Task requirements :: Nothing in the listing may be skipped; transcribe all of it as written.
(Extracted material)
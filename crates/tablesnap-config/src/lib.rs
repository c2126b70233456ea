pub mod config;
pub mod file_format;

pub use config::{CONFIG_FILE_NAME, SnapConfig};
pub use file_format::FileFormat;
(End Extracted material)
Solution for this exercise ::
filename crates/tablesnap-config/src/lib.rs
repository c2126b70233456ea
pub mod config;
pub mod file_format;

pub use config::{CONFIG_FILE_NAME, SnapConfig};
pub use file_format::FileFormat;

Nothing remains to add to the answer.